- **ABOUT THIS TASK**:
When scanning the data, count every line with "FieldMeta" in it, and report only the resulting number.
* * * * * * *
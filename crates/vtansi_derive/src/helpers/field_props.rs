//! Field properties and metadata extraction.
//!
//! This module provides utilities for extracting structured metadata from
//! struct field attributes. The `HasFieldProperties` trait provides a
//! uniform interface for parsing `#[vtansi(...)]` attributes on fields and
//! returning a structured representation.

use std::default::Default;
use syn::Field;

use super::metadata::{FieldExt, FieldMeta, kw};

/// Trait for extracting vtansi field properties from AST nodes.
///
/// This trait extends `syn::Field` with a method to extract all vtansi
/// properties in a structured form. Implementations scan the field's
/// attributes, parse them, and validate their consistency.
pub trait HasFieldProperties {
    /// Extract vtansi properties from this field.
    ///
    /// This method processes all `#[vtansi(...)]` attributes on the field
    /// and returns a `FieldProperties` struct containing the parsed
    /// metadata.
    ///
    /// # Errors
    ///
    /// Return an error if:
    /// - Attributes cannot be parsed
    /// - Multiple occurrences of the same attribute are found
    /// - Attribute values are invalid
    fn get_field_properties(&self) -> syn::Result<FieldProperties>;
}

/// Properties extracted from a field's vtansi attributes.
///
/// This struct represents all the metadata that can be specified on a struct
/// field using `#[vtansi(...)]` attributes. Each field corresponds to one
/// possible attribute.
#[derive(Clone, Default)]
pub struct FieldProperties {
    /// The `#[vtansi(skip)]` keyword, if present.
    ///
    /// When this is `Some`, the field will be skipped during encoding and
    /// decoding.
    pub skip: Option<kw::skip>,
}

impl HasFieldProperties for Field {
    fn get_field_properties(&self) -> syn::Result<FieldProperties> {
        let mut output = FieldProperties::default();

        let mut skip_kw: Option<kw::skip> = None;

        for meta in self.get_metadata()? {
            match meta {
                FieldMeta::Skip { kw } => {
                    if let Some(fst_kw) = skip_kw {
                        let mut err = syn::Error::new_spanned(
                            kw,
                            "Found multiple occurrences of vtansi(skip)",
                        );
                        err.combine(syn::Error::new_spanned(fst_kw, "first one here"));
                        return Err(err);
                    }

                    skip_kw = Some(kw);
                    output.skip = Some(kw);
                }
            }
        }

        Ok(output)
    }
}
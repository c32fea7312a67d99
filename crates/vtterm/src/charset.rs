//! G0-G3 charset designation (SCS) and GL/GR shift state.

/// A designatable character set. Only the sets xterm and its descendants
/// actually switch to in practice are modeled; anything else designated
/// via SCS falls back to `Ascii` (a no-op translation table).
#[derive(Debug, Clone, Copy, PartialEq, Eq, Hash, Default)]
#[cfg_attr(feature = "serde", derive(serde::Serialize, serde::Deserialize))]
pub enum Charset {
    #[default]
    Ascii,
    /// DEC Special Graphics (line-drawing), designated via `ESC ( 0`.
    DecSpecialGraphics,
    /// UK national, `ESC ( A`: identical to ASCII except `#` → `£`.
    Uk,
}

impl Charset {
    /// Maps an SCS final byte to the charset it designates, if recognized.
    pub fn from_scs_final(final_byte: u8) -> Option<Self> {
        match final_byte {
            b'B' => Some(Charset::Ascii),
            b'0' => Some(Charset::DecSpecialGraphics),
            b'A' => Some(Charset::Uk),
            _ => None,
        }
    }

    /// Translate a printed codepoint through this charset's table.
    pub fn translate(self, cp: char) -> char {
        match self {
            Charset::Ascii => cp,
            Charset::Uk => {
                if cp == '#' {
                    '\u{00A3}'
                } else {
                    cp
                }
            }
            Charset::DecSpecialGraphics => dec_special_graphics(cp),
        }
    }
}

/// DEC Special Graphics maps the printable ASCII range `0x60..=0x7E` to
/// line-drawing glyphs; everything outside that range passes through.
fn dec_special_graphics(cp: char) -> char {
    let Ok(b) = u8::try_from(cp as u32) else {
        return cp;
    };
    match b {
        0x60 => '\u{25C6}', // ♦
        0x61 => '\u{2592}', // ▒
        0x62 => '\u{2409}', // HT symbol
        0x63 => '\u{240C}', // FF symbol
        0x64 => '\u{240D}', // CR symbol
        0x65 => '\u{240A}', // LF symbol
        0x66 => '\u{00B0}', // °
        0x67 => '\u{00B1}', // ±
        0x68 => '\u{2424}', // NL symbol
        0x69 => '\u{240B}', // VT symbol
        0x6A => '\u{2518}', // ┘
        0x6B => '\u{2510}', // ┐
        0x6C => '\u{250C}', // ┌
        0x6D => '\u{2514}', // └
        0x6E => '\u{253C}', // ┼
        0x6F => '\u{23BA}', // scan line 1
        0x70 => '\u{23BB}', // scan line 3
        0x71 => '\u{2500}', // ─
        0x72 => '\u{23BC}', // scan line 7
        0x73 => '\u{23BD}', // scan line 9
        0x74 => '\u{251C}', // ├
        0x75 => '\u{2524}', // ┤
        0x76 => '\u{2534}', // ┴
        0x77 => '\u{252C}', // ┬
        0x78 => '\u{2502}', // │
        0x79 => '\u{2264}', // ≤
        0x7A => '\u{2265}', // ≥
        0x7B => '\u{03C0}', // π
        0x7C => '\u{2260}', // ≠
        0x7D => '\u{00A3}', // £
        0x7E => '\u{00B7}', // ·
        _ => cp,
    }
}

/// Which of G0..G3 is designated into GL, and which into GR (GR is rarely
/// used by xterm-family emulators but tracked for completeness).
#[derive(Debug, Clone, Copy, PartialEq, Eq, Default)]
pub enum GSlot {
    #[default]
    G0,
    G1,
    G2,
    G3,
}

/// The full charset-shift state: four designated slots plus which slot is
/// currently shifted into GL/GR.
#[derive(Debug, Clone, Copy, PartialEq, Eq)]
pub struct CharsetState {
    pub slots: [Charset; 4],
    pub gl: GSlot,
    pub gr: GSlot,
    /// Single-shift: the next printed character only uses this slot, then
    /// reverts. Set by SS2/SS3 (`ESC N` / `ESC O`).
    pub single_shift: Option<GSlot>,
}

impl Default for CharsetState {
    fn default() -> Self {
        Self {
            slots: [Charset::Ascii; 4],
            gl: GSlot::G0,
            gr: GSlot::G1,
            single_shift: None,
        }
    }
}

impl CharsetState {
    pub fn designate(&mut self, slot: GSlot, charset: Charset) {
        self.slots[slot as usize] = charset;
    }

    /// Resolve and consume the charset that should translate the next
    /// printed codepoint.
    pub fn active_and_consume_single_shift(&mut self) -> Charset {
        if let Some(slot) = self.single_shift.take() {
            self.slots[slot as usize]
        } else {
            self.slots[self.gl as usize]
        }
    }
}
* * * * * * *
- **WRITTEN SOLUTION**:
2